The marks table can be used by the frontend to load any commit after
the import and compare it to whatever data the frontend knows about
that commit. If the mark idnums can be easily correlated to some
reference source then its relatively trivial to compare the GIT
tree to the reference to verify the accuracy of the import.
Signed-off-by: Shawn O. Pearce <spearce@spearce.org>
cvs2svn has three phases: begin_commit, middle_commit, end_commit.
The ancester is computed in the middle_commit phase. So its easier
to generate a stream if the from command appears after the commit
message itself but before the file change commands.
Signed-off-by: Shawn O. Pearce <spearce@spearce.org>
Jon Smirl was finding it difficult to alter cvs2svn to generate
branch commands prior to the first commit of the same branch.

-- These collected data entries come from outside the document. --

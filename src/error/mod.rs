//! Error types and Result aliases for varsync.
//!
//! This module defines the error hierarchy used throughout the crate.
//! All public functions return `Result<T, Error>` or `Result<T>`.
//! Per-rule failures during sync are reported as `SyncEvent` records
//! rather than propagated; the types here cover everything else.

use std::path::PathBuf;

use thiserror::Error;

use crate::model::FileFormat;

/// Result type alias using varsync's Error type.
pub type Result<T> = std::result::Result<T, Error>;

/// Main error type for varsync operations.
#[derive(Error, Debug)]
pub enum Error {
    /// Rules document error.
    #[error("configuration error: {0}")]
    Config(String),

    /// Key-path syntax or resolution error.
    #[error("key path error: {0}")]
    Path(#[from] PathError),

    /// File load error.
    #[error("load error: {0}")]
    Load(#[from] LoadError),

    /// Surgical rewrite error.
    #[error("rewrite error: {0}")]
    Rewrite(#[from] RewriteError),

    /// File watching error.
    #[error("watcher error: {0}")]
    Watcher(#[from] WatcherError),

    /// I/O error.
    #[error("I/O error: {0}")]
    Io(#[from] std::io::Error),

    /// Generic internal error.
    #[error("internal error: {0}")]
    Internal(String),
}

/// Key-path errors: syntax failures at parse time, resolution failures
/// at navigation time.
#[derive(Error, Debug, Clone, PartialEq, Eq)]
pub enum PathError {
    /// Malformed key-path expression.
    #[error("invalid key path syntax at byte {position}")]
    Syntax { position: usize },

    /// The key-path does not resolve in the tree.
    #[error("key not found: {path}")]
    NotFound { path: String },

    /// Attempted to descend through a scalar, or set an incompatible
    /// value into a slot.
    #[error("type mismatch at {path}: {reason}")]
    TypeMismatch { path: String, reason: String },

    /// Sequence index past the end.
    #[error("index {index} out of bounds at {path} (length {len})")]
    IndexOutOfBounds {
        path: String,
        index: usize,
        len: usize,
    },
}

/// IO or parse failure on a source or target file.
#[derive(Error, Debug)]
#[error("failed to load {format} file '{}': {cause}", path.display())]
pub struct LoadError {
    pub path: PathBuf,
    pub format: FileFormat,
    pub cause: String,
}

/// Surgical rewrite failures.
#[derive(Error, Debug, Clone, PartialEq, Eq)]
pub enum RewriteError {
    /// No line context matched a requested key-path.
    #[error("no line found for key path '{path}'")]
    NoMatch { path: String },

    /// A value could not be rendered in the target format.
    #[error("cannot encode value for '{path}': {reason}")]
    Encode { path: String, reason: String },
}

/// File watcher errors.
#[derive(Error, Debug)]
pub enum WatcherError {
    /// Failed to watch path.
    #[error("failed to watch path '{path}': {reason}")]
    WatchFailed { path: String, reason: String },

    /// The engine is already running.
    #[error("engine already started")]
    AlreadyRunning,

    /// The engine is not running.
    #[error("engine not running")]
    NotRunning,
}

impl Error {
    /// Create a configuration error.
    pub fn config(msg: impl Into<String>) -> Self {
        Self::Config(msg.into())
    }

    /// Create an internal error.
    pub fn internal(msg: impl Into<String>) -> Self {
        Self::Internal(msg.into())
    }
}

impl LoadError {
    /// Create a load error, capturing the cause as text.
    pub fn new(path: impl Into<PathBuf>, format: FileFormat, cause: impl ToString) -> Self {
        Self {
            path: path.into(),
            format,
            cause: cause.to_string(),
        }
    }
}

This change moves the 'from' command to be an optional parameter of
the 'commit' command, thereby allowing a new branch to be defined
at the moment it gets used to create the first commit on that branch.
This change makes it impossible to create a branch with no commits
on it as at least one commit is needed to register the branch.
Signed-off-by: Shawn O. Pearce <spearce@spearce.org>
Some architectures (e.g. SPARC) would require that we access pointers
only on pointer-sized alignments. So ensure the pool allocator
rounds out non-pointer sized allocations to the next pointer so we
don't generate bad memory addresses. This could have occurred if
we had previously allocated an atom whose string was not a whole
multiple of the pointer size, for example.
Signed-off-by: Shawn O. Pearce <spearce@spearce.org>
Tree reloading allows fast-import to swap out the least-recently used
branch by simply deallocating the data structures from memory that
were associated with that branch. Later if the branch becomes active
again it can lazily recreate those structures on demand by reloading
the necessary trees from the pack file it originally wrote them to.
The reloading process is implemented by mmap'ing the pack into
memory and using a much tighter variant of the pack reading code
contained in sha1_file.c. This was a blatent copy from sha1_file.c
but the unpacking functions were significantly simplified and are
actually now in a form that should make it easier to map only the
necessary regions of a pack rather than the entire file.
Signed-off-by: Shawn O. Pearce <spearce@spearce.org>
Tags received from the frontend are generated in memory in a simple
linked list in the order that the tag commands were sent by the
frontend. If multiple different tag objects for the same tag name
get generated the last one sent by the frontend will be the one
that gets written out at termination. Multiple tag objects for
the same name will cause all older tags of the same name to be lost.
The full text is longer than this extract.